Following the flooding in Clarksville earlier this summer, members of the Clarksville United Methodist Church and Centenary United Methodist Church of Louisiana remarked how they enjoyed working together and hoped there would be opportunities to share worship, fellowship and service in the future.
Now that the floodwall is down and the sandbags are gone, they are gathering together to celebrate the positive side of the flood relief experience.
On Sunday, Sept. 22 at 10 a.m., the two United Methodist congregations will hold a joint service at the Clarksville riverfront and they invite everyone to bring their lawn chair and join them for a service of praise and worship.
The service will be led by Pastor Paul Catterton.
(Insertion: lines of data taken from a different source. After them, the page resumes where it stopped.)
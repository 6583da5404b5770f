//! Business logic sitting between the HTTP handlers and the storage layer.
//!
//! Services take an `Arc<dyn Storage>` so the same code runs against PostgreSQL in production and
//! the in-memory store in tests.

pub mod hotels;

pub use hotels::HotelService;
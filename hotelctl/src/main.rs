use clap::Parser;
use hotelctl::{Application, Config, telemetry};

/// Wait for shutdown signal (SIGTERM or Ctrl+C)
async fn shutdown_signal() {
    use tokio::signal;

    let ctrl_c = async {
        if let Err(e) = signal::ctrl_c().await {
            tracing::error!("Failed to listen for Ctrl+C: {e}");
            std::future::pending::<()>().await;
        }
    };

    #[cfg(unix)]
    let terminate = async {
        match signal::unix::signal(signal::unix::SignalKind::terminate()) {
            Ok(mut sigterm) => {
                sigterm.recv().await;
            }
            Err(e) => {
                tracing::error!("Failed to install SIGTERM handler: {e}");
                std::future::pending::<()>().await;
            }
        }
    };

    #[cfg(not(unix))]
    let terminate = std::future::pending::<()>();

    tokio::select! {
        _ = ctrl_c => {
            tracing::info!("Received Ctrl+C, shutting down gracefully...");
        },
        _ = terminate => {
            tracing::info!("Received SIGTERM, shutting down gracefully...");
        },
    }
}

#[tokio::main]
async fn main() -> anyhow::Result<()> {
    let args = hotelctl::config::Args::parse();

    // Load configuration
    let config = Config::load(&args)?;

    // If --validate flag is set, exit successfully after config validation
    if args.validate {
        println!("Configuration is valid.");
        return Ok(());
    }

    telemetry::init_telemetry(config.log_format)?;

    tracing::debug!("{:?}", args);

    // Run the application with graceful shutdown on SIGTERM/Ctrl+C
    Application::new(config).await?.serve(shutdown_signal()).await
}
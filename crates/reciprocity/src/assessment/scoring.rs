use serde::{Deserialize, Serialize};

use super::domain::{Classification, DomainScores};

/// Output of the scoring engine: the coerced inputs plus the derived figures,
/// serialized with the wire/database field names.
#[derive(Debug, Clone, PartialEq, Serialize, Deserialize)]
pub struct ScoreCard {
    #[serde(flatten)]
    pub inputs: DomainScores,
    #[serde(rename = "IOS")]
    pub ios: f64,
    #[serde(rename = "EOS")]
    pub eos: f64,
    #[serde(rename = "DIFF")]
    pub diff: f64,
    #[serde(rename = "CONFIDENCE")]
    pub confidence: f64,
    #[serde(rename = "CLASSIFICATION")]
    pub classification: Classification,
}

/// Score one set of domain inputs.
///
/// ```text
/// IOS = 0.40*TP + 0.25*BI + 0.20*PS + 0.15*SC
/// EOS = 0.40*OE + 0.30*LC + 0.20*SC + 0.10*BI
/// CONFIDENCE = max(0, 100 - |IOS - EOS|)
/// ```
///
/// Classification is decided on the unrounded values; IOS, EOS, DIFF, and
/// CONFIDENCE are then rounded to one decimal. Pure and deterministic.
pub fn score(inputs: &DomainScores) -> ScoreCard {
    let ios = 0.40 * inputs.tp + 0.25 * inputs.bi + 0.20 * inputs.ps + 0.15 * inputs.sc;
    let eos = 0.40 * inputs.oe + 0.30 * inputs.lc + 0.20 * inputs.sc + 0.10 * inputs.bi;
    let diff = ios - eos;
    let confidence = (100.0 - diff.abs()).max(0.0);
    let classification = classify(ios, eos, diff, inputs.oe);

    ScoreCard {
        inputs: *inputs,
        ios: round1(ios),
        eos: round1(eos),
        diff: round1(diff),
        confidence: round1(confidence),
        classification,
    }
}

/// First matching rule wins; the order is part of the instrument.
fn classify(ios: f64, eos: f64, diff: f64, oe: f64) -> Classification {
    if oe >= 80.0 {
        Classification::HighRiskImmediate
    } else if ios >= 70.0 && eos <= 45.0 {
        Classification::IndividualDriven
    } else if eos >= 70.0 && ios <= 45.0 {
        Classification::EnvironmentDriven
    } else if ios >= 50.0 && eos >= 50.0 {
        Classification::MixedOrigin
    } else if diff.abs() < 10.0 && ios < 50.0 && eos < 50.0 {
        Classification::AmbiguousLowSignal
    } else {
        Classification::NeedsDeeperAssessment
    }
}

fn round1(value: f64) -> f64 {
    (value * 10.0).round() / 10.0
}
use std::collections::BTreeMap;

use serde::{Deserialize, Serialize};

use super::aggregate::{combined_aggregate, group_aggregate};
use super::domain::{Answer, Domain, DomainScores, RaterGroup};
use super::scoring::{score, ScoreCard};
use super::script::AssessmentScript;

/// Version tag written into every persisted dossier.
pub const DOSSIER_SCHEMA_VERSION: u32 = 1;

/// Aggregates and scores for a single rater perspective.
#[derive(Debug, Clone, PartialEq, Serialize, Deserialize)]
pub struct GroupOutcome {
    pub group: RaterGroup,
    pub aggregates: DomainScores,
    pub scores: ScoreCard,
}

/// Everything the summary screen shows: per-group and combined results plus
/// the resolved follow-up notes.
#[derive(Debug, Clone, PartialEq)]
pub struct AssessmentOutcome {
    pub subject_name: Option<String>,
    pub subject_role: Option<String>,
    /// Ordered self, coworker, supervisor.
    pub groups: Vec<GroupOutcome>,
    pub combined_aggregates: DomainScores,
    pub combined_scores: ScoreCard,
    /// `(question prompt, note)` pairs in question-id order.
    pub follow_up_notes: Vec<(String, String)>,
}

impl AssessmentOutcome {
    pub fn compute(
        script: &AssessmentScript,
        responses: &BTreeMap<&'static str, Answer>,
        follow_ups: &BTreeMap<&'static str, String>,
    ) -> Self {
        let self_report = group_entry(script, responses, RaterGroup::SelfReport);
        let coworker = group_entry(script, responses, RaterGroup::Coworker);
        let supervisor = group_entry(script, responses, RaterGroup::Supervisor);

        let combined_aggregates = combined_aggregate(
            &self_report.aggregates,
            &coworker.aggregates,
            &supervisor.aggregates,
        );
        let combined_scores = score(&combined_aggregates);

        let follow_up_notes = follow_ups
            .iter()
            .map(|(&id, note)| {
                let prompt = script
                    .question(id)
                    .map(|question| question.prompt)
                    .unwrap_or(id);
                (prompt.to_string(), note.clone())
            })
            .collect();

        Self {
            subject_name: text_of(responses, "subject_name"),
            subject_role: text_of(responses, "role"),
            groups: vec![self_report, coworker, supervisor],
            combined_aggregates,
            combined_scores,
            follow_up_notes,
        }
    }

    pub fn group(&self, group: RaterGroup) -> Option<&GroupOutcome> {
        self.groups.iter().find(|entry| entry.group == group)
    }

    /// Clinician-facing summary lines, one perspective after another.
    pub fn narrative_lines(&self) -> Vec<String> {
        let mut lines = Vec::new();
        lines.push(format!(
            "Participant: {} | Role: {}",
            self.subject_name.as_deref().unwrap_or("(unnamed)"),
            self.subject_role.as_deref().unwrap_or("N/A"),
        ));
        for entry in &self.groups {
            lines.push(format!("--- {} ---", entry.group.heading()));
            push_score_lines(&mut lines, &entry.scores);
        }
        lines.push("--- Combined / Overall ---".to_string());
        push_score_lines(&mut lines, &self.combined_scores);
        lines
    }

    /// Printable plain-text report, the same layout the exported PDF uses.
    pub fn render_text(&self, timestamp: &str) -> String {
        let mut lines = Vec::new();
        lines.push("Romanishan Reciprocity Assessment Report".to_string());
        lines.push(timestamp.to_string());
        lines.push("-".repeat(40));
        lines.push(format!(
            "Participant: {}",
            self.subject_name.as_deref().unwrap_or("(unnamed)")
        ));
        lines.push(format!(
            "Role: {}",
            self.subject_role.as_deref().unwrap_or("N/A")
        ));
        lines.push(String::new());

        lines.push("Summary".to_string());
        for line in self.narrative_lines() {
            lines.push(format!("- {line}"));
        }

        lines.push(String::new());
        lines.push("Domain Aggregates (0-100)".to_string());
        for entry in &self.groups {
            lines.push(aggregate_line(aggregate_label(entry.group), &entry.aggregates));
        }
        lines.push(aggregate_line("Combined / Overall", &self.combined_aggregates));

        lines.push(String::new());
        lines.push("Follow-up notes".to_string());
        for (prompt, note) in &self.follow_up_notes {
            let text = if note.is_empty() { "(none)" } else { note.as_str() };
            lines.push(format!("{prompt}: {text}"));
            lines.push(String::new());
        }

        lines.join("\n")
    }
}

fn group_entry(
    script: &AssessmentScript,
    responses: &BTreeMap<&'static str, Answer>,
    group: RaterGroup,
) -> GroupOutcome {
    let aggregates = group_aggregate(script, responses, group);
    GroupOutcome {
        group,
        aggregates,
        scores: score(&aggregates),
    }
}

fn push_score_lines(lines: &mut Vec<String>, scores: &ScoreCard) {
    lines.push(format!(
        "Classification: {} (Confidence {}%)",
        scores.classification.label(),
        scores.confidence,
    ));
    lines.push(format!("IOS: {} | EOS: {}", scores.ios, scores.eos));
}

fn aggregate_line(label: &str, scores: &DomainScores) -> String {
    let cells: Vec<String> = Domain::ordered()
        .into_iter()
        .map(|domain| format!("{} {}", domain.code(), scores.get(domain)))
        .collect();
    format!("{label}: {}", cells.join(", "))
}

fn aggregate_label(group: RaterGroup) -> &'static str {
    match group {
        RaterGroup::SelfReport => "Self report",
        RaterGroup::Coworker => "Coworker assessment",
        RaterGroup::Supervisor => "Supervisor assessment",
    }
}

fn text_of(responses: &BTreeMap<&'static str, Answer>, id: &str) -> Option<String> {
    responses
        .get(id)
        .and_then(Answer::as_text)
        .filter(|text| !text.is_empty())
        .map(str::to_string)
}

/// Persisted snapshot of a finished interview: raw responses and notes plus
/// the derived figures, versioned so later readers can tell shapes apart.
#[derive(Debug, Clone, PartialEq, Serialize, Deserialize)]
pub struct AssessmentDossier {
    pub schema_version: u32,
    pub responses: BTreeMap<String, Answer>,
    pub follow_ups: BTreeMap<String, String>,
    pub groups: Vec<GroupOutcome>,
    pub combined_aggregates: DomainScores,
    pub combined_scores: ScoreCard,
}

impl AssessmentDossier {
    /// Dossier for a submission that carries only domain aggregates, with no
    /// per-question record.
    pub fn from_scores(inputs: &DomainScores) -> Self {
        Self {
            schema_version: DOSSIER_SCHEMA_VERSION,
            responses: BTreeMap::new(),
            follow_ups: BTreeMap::new(),
            groups: Vec::new(),
            combined_aggregates: *inputs,
            combined_scores: score(inputs),
        }
    }
}
//! Guided-interview assessment: the question script, the interview session
//! state machine, domain aggregation, scoring, and report rendering.

pub mod aggregate;
pub mod domain;
pub mod quotient;
pub mod report;
pub mod scoring;
pub mod script;
pub mod session;
pub mod transcript;

pub use domain::{Answer, Classification, Domain, DomainScores, RaterGroup};
pub use report::{AssessmentDossier, AssessmentOutcome, GroupOutcome};
pub use scoring::{score, ScoreCard};
pub use script::{AssessmentScript, FollowUpRule, QuestionKind, QuestionTemplate, SectionTemplate};
pub use session::{InterviewSession, SessionError, Stage};
pub use transcript::{TranscriptError, TranscriptImporter};
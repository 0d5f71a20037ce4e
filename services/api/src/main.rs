use reciprocity_api::run;

#[tokio::main]
async fn main() {
    if let Err(err) = run().await {
        eprintln!("application error: {err}");
        std::process::exit(1);
    }
}
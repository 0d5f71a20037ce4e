use super::domain::{Domain, RaterGroup};

/// How an item is answered.
#[derive(Debug, Clone, Copy, PartialEq)]
pub enum QuestionKind {
    /// Numeric slider over an inclusive range.
    Scale { min: f64, max: f64 },
    /// Free-form text.
    Text,
}

/// Probe surfaced when a displayed score crosses its threshold.
#[derive(Debug, Clone, Copy, PartialEq)]
pub struct FollowUpRule {
    pub threshold: f64,
    pub prompt: &'static str,
}

/// One item of the interview script.
#[derive(Debug, Clone, PartialEq)]
pub struct QuestionTemplate {
    pub id: &'static str,
    pub prompt: &'static str,
    pub help: Option<&'static str>,
    pub kind: QuestionKind,
    /// Domain the answer aggregates into; `None` for context and insight items.
    pub domain: Option<Domain>,
    /// Reverse-keyed: the instrument reads this answer as `100 - value`.
    pub reverse: bool,
    pub follow_up: Option<FollowUpRule>,
}

impl QuestionTemplate {
    /// Value the instrument works with: reverse-keyed items flip the scale.
    pub fn displayed_value(&self, value: f64) -> f64 {
        if self.reverse {
            100.0 - value
        } else {
            value
        }
    }

    /// Probe prompt to ask next, when `value` lands strictly above the
    /// question's follow-up threshold.
    pub fn follow_up_for(&self, value: f64) -> Option<&'static str> {
        let rule = self.follow_up.as_ref()?;
        (self.displayed_value(value) > rule.threshold).then_some(rule.prompt)
    }
}

/// A titled block of questions presented together.
#[derive(Debug, Clone, PartialEq)]
pub struct SectionTemplate {
    pub id: &'static str,
    pub title: &'static str,
    pub description: &'static str,
    /// Set on the blocks whose answers feed a per-group aggregate.
    pub rater_group: Option<RaterGroup>,
    pub questions: Vec<QuestionTemplate>,
}

/// The guided interview script: an ordered list of sections.
#[derive(Debug, Clone)]
pub struct AssessmentScript {
    sections: Vec<SectionTemplate>,
}

impl AssessmentScript {
    /// The standard Romanishan Reciprocity instrument.
    pub fn standard() -> Self {
        Self {
            sections: standard_sections(),
        }
    }

    pub fn sections(&self) -> &[SectionTemplate] {
        &self.sections
    }

    pub fn section(&self, index: usize) -> Option<&SectionTemplate> {
        self.sections.get(index)
    }

    pub fn section_count(&self) -> usize {
        self.sections.len()
    }

    pub fn question(&self, id: &str) -> Option<&QuestionTemplate> {
        self.sections
            .iter()
            .flat_map(|section| section.questions.iter())
            .find(|question| question.id == id)
    }

    pub fn sections_for_group(
        &self,
        group: RaterGroup,
    ) -> impl Iterator<Item = &SectionTemplate> {
        self.sections
            .iter()
            .filter(move |section| section.rater_group == Some(group))
    }
}

const SCALE: QuestionKind = QuestionKind::Scale {
    min: 0.0,
    max: 100.0,
};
Special music will be provided by the female music group, Redhead Express.
Redhead Express is a four-sister act originally from Alaska, and now hailing from Nashville, Tenn. For over two years they opened for acts in Branson on a daily basis and now two of the sisters have recording contracts with record companies in Nashville.
Immediately following the service, everyone is invited to stay for lunch, which will also be at the riverfront.
No reservations are necessary. Members of the two churches will provide the meal. Others who have a favorite salad, vegetable or dessert they want to bring may do so, but it is not required.
The host churches just want to encourage all to come enjoy the service, food and fellowship.
In case of inclement weather, the service will be held at The Apple Shed in Clarksville on Hwy. 79 at the south end of town.